Aún no recuerdo cual fue el motivo que me llevó hasta lo que fuera mi antigua casa, la de mi infancia, donde pasé las mejores historias que mi memoria pueda recordar. Pero allí estaba parada en la esquina de Estados Unidos e Ingeniero Huergo, acompañada de mis dos jóvenes hijos, el progreso se había llevado todo, inclusive la casa, solo se mantenía en pie una chapa que indicaba el 10, la casa del lado, la de arriba, donde vivía Doña Irma con sus hijas, Rebeca, Tais, Keny, Mamucha, Carmen, la que para la noche buena, preparaba la más exquisita sopa paraguaya, que por supuesto me convidaba y que yo saboreaba como el manjar más exquisito. Tampoco estaba el alambrado que separaba la ciudad del puerto, ahora todo seguía un mismo terreno, aunque todos supieran que de este lado era la ciudad y del otro el sofisticado Puerto Madero, los diques habían sido transformados en centros de lujo comercial, el puente de madera que me llevaba a la costanera era el cruce excéntrico con bancos y plantas, los guinches de carga y descarga de los barcos descoloridos y viejos fueron remodelados y alumbrados, tanto así que el paseo oscuro y desierto es ahora el más costoso de Buenos Aires. Ya no quedaban los buques cargueros que en la noche buena hacían sonar sus sirenas indicando que la Navidad había llegado.
Mi mente voló a los años de mi niñez y ví a mi padre preparando un pavo en el horno de la cocina Volcán a kerosene, mientras glaceaba un jamón en sus hornallas, a mi madre acomodando los mejores platos y copas sobre la larga mesa, acompañando con su canto lo que mi hermano interpretaba en el piano, escuchaba la música que invadía la cuadra y salía por los balcones abiertos, como la más clara invitación a celebrar con nosotros esa noche, vì a mi hermana vestida primorosamente acomodando algún adorno en el árbol, dejando los regalos que tanto disfrutábamos, aprestando a la figura del niño Dios para colocarlo en su lugar al llegar la Navidad, todos dispuestos a salir con urgencia a la misa de Noche Buena, donde al terminar regresábamos a casa tarareando los coros y villancicos que una vez más habíamos cantado en la Iglesia de San Pedro Telmo.
Es que el aire olía a Navidad, desde los comienzos de Diciembre el espíritu navideño invadía nuestros corazones y se reflejaba en nuestra vida.

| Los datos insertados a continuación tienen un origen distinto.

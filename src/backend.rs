use std::time::Duration;

use serde::{Deserialize, Serialize};
use thiserror::Error;

/// User-visible message for the quota/billing failure class. Surfaced once
/// per affected unit or chunk, distinct from other backend errors.
pub const QUOTA_MESSAGE: &str =
    "Text generation quota exceeded. Check your plan and billing details.";

#[derive(Error, Debug)]
pub enum GenerationError {
    #[error("quota exceeded: {0}")]
    Quota(String),
    #[error("backend error: {0}")]
    Backend(String),
}

impl GenerationError {
    pub fn is_quota(&self) -> bool {
        matches!(self, GenerationError::Quota(_))
    }
}

/// One rewrite call: a fully rendered instruction in, the generated text
/// (trimmed) out. The pipeline is synchronous; each call blocks until the
/// backend answers or fails.
pub trait RewriteBackend {
    fn rewrite(&self, prompt: &str) -> Result<String, GenerationError>;

    fn name(&self) -> &str;
}

/// OpenAI-compatible chat-completions backend.
pub struct OpenAiBackend {
    name: String,
    api_key: String,
    model: String,
    base_url: String,
    temperature: f32,
    max_tokens: Option<u32>,
    timeout: Duration,
}

impl OpenAiBackend {
    pub fn new(name: impl Into<String>, api_key: String) -> Self {
        Self {
            name: name.into(),
            api_key,
            model: "gpt-4".to_string(),
            base_url: "https://api.openai.com/v1".to_string(),
            temperature: 0.3,
            max_tokens: Some(1024),
            timeout: Duration::from_secs(120),
        }
    }

    pub fn with_model(mut self, model: impl Into<String>) -> Self {
        self.model = model.into();
        self
    }

    /// Custom base URL (proxies or compatible endpoints).
    pub fn with_base_url(mut self, url: impl Into<String>) -> Self {
        self.base_url = url.into();
        self
    }

    pub fn with_temperature(mut self, temperature: f32) -> Self {
        self.temperature = temperature;
        self
    }

    pub fn with_max_tokens(mut self, max_tokens: Option<u32>) -> Self {
        self.max_tokens = max_tokens;
        self
    }

    pub fn with_timeout(mut self, timeout: Duration) -> Self {
        self.timeout = timeout;
        self
    }
}

#[derive(Serialize)]
struct ChatRequest<'a> {
    model: &'a str,
    messages: Vec<ChatMessage<'a>>,
    temperature: f32,
    #[serde(skip_serializing_if = "Option::is_none")]
    max_tokens: Option<u32>,
}

#[derive(Serialize)]
struct ChatMessage<'a> {
    role: &'a str,
    content: &'a str,
}

#[derive(Deserialize)]
struct ChatResponse {
    #[serde(default)]
    choices: Vec<ChatChoice>,
}

#[derive(Deserialize)]
struct ChatChoice {
    message: ChatChoiceMessage,
}

#[derive(Deserialize)]
struct ChatChoiceMessage {
    #[serde(default)]
    content: String,
}

impl RewriteBackend for OpenAiBackend {
    fn rewrite(&self, prompt: &str) -> Result<String, GenerationError> {
        let request = ChatRequest {
            model: &self.model,
            messages: vec![ChatMessage {
                role: "user",
                content: prompt,
            }],
            temperature: self.temperature,
            max_tokens: self.max_tokens,
        };

        let response = ureq::post(&format!("{}/chat/completions", self.base_url))
            .set("authorization", &format!("Bearer {}", self.api_key))
            .set("content-type", "application/json")
            .timeout(self.timeout)
            .send_json(&request);

        let response = match response {
            Ok(r) => r,
            Err(ureq::Error::Status(code, r)) => {
                let body = r.into_string().unwrap_or_default();
                return Err(classify_status_error(code, &body));
            }
            Err(e) => return Err(GenerationError::Backend(e.to_string())),
        };

        let parsed: ChatResponse = response
            .into_json()
            .map_err(|e| GenerationError::Backend(format!("bad response body: {e}")))?;
        extract_text(parsed)
    }

    fn name(&self) -> &str {
        &self.name
    }
}

fn classify_status_error(code: u16, body: &str) -> GenerationError {
    if body.contains("insufficient_quota") {
        GenerationError::Quota(format!("http {code}"))
    } else {
        GenerationError::Backend(format!("http {code}: {body}"))
    }
}

fn extract_text(response: ChatResponse) -> Result<String, GenerationError> {
    let text = response
        .choices
        .into_iter()
        .next()
        .map(|c| c.message.content)
        .ok_or_else(|| GenerationError::Backend("no_choices_in_response".to_string()))?;
    Ok(text.trim().to_string())
}

#[cfg(test)]
mod tests {
    use super::*;

    #[test]
    fn quota_bodies_are_classified_distinctly() {
        let err = classify_status_error(
            429,
            r#"{"error":{"code":"insufficient_quota","message":"..."}}"#,
        );
        assert!(err.is_quota());

        let err = classify_status_error(429, r#"{"error":{"code":"rate_limit_exceeded"}}"#);
        assert!(!err.is_quota());

        let err = classify_status_error(500, "internal");
        assert!(!err.is_quota());
    }

    #[test]
    fn generated_text_is_trimmed() {
        let resp = ChatResponse {
            choices: vec![ChatChoice {
                message: ChatChoiceMessage {
                    content: "  rewritten text \n".to_string(),
                },
            }],
        };
        assert_eq!(extract_text(resp).unwrap(), "rewritten text");
    }

    #[test]
    fn empty_choice_list_is_a_backend_error() {
        let resp = ChatResponse { choices: vec![] };
        assert!(matches!(
            extract_text(resp),
            Err(GenerationError::Backend(_))
        ));
    }
}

De pronto unas campanas sonando me trajeron a la realidad, eran las campanas de la Iglesia de San Telmo, indicando quizás la hora y no pude detener las lágrimas que prontamente asomaron en mis ojos, el abrazo de mis hijos me recompuso, es cierto nada quedó como estaba, ni el buzón rojo de la esquina, donde todos se reunían después de las doce de la noche para desearse una feliz Navidad o un mejor Año Nuevo, sólo vivían mis recuerdos y lo que mis padres me enseñaron del amor genuino, ese mismo amor que como herencia he enseñado a mis hijos que sienten el aroma a Navidad en el aire, como en aquellos tiempos mi casa, la de hoy, se abre para todos que como nosotros creemos cada año que el niño Dios bendice nuestro hogar y nuestra vida. Las cosas cambian pero el espíritu es el mismo.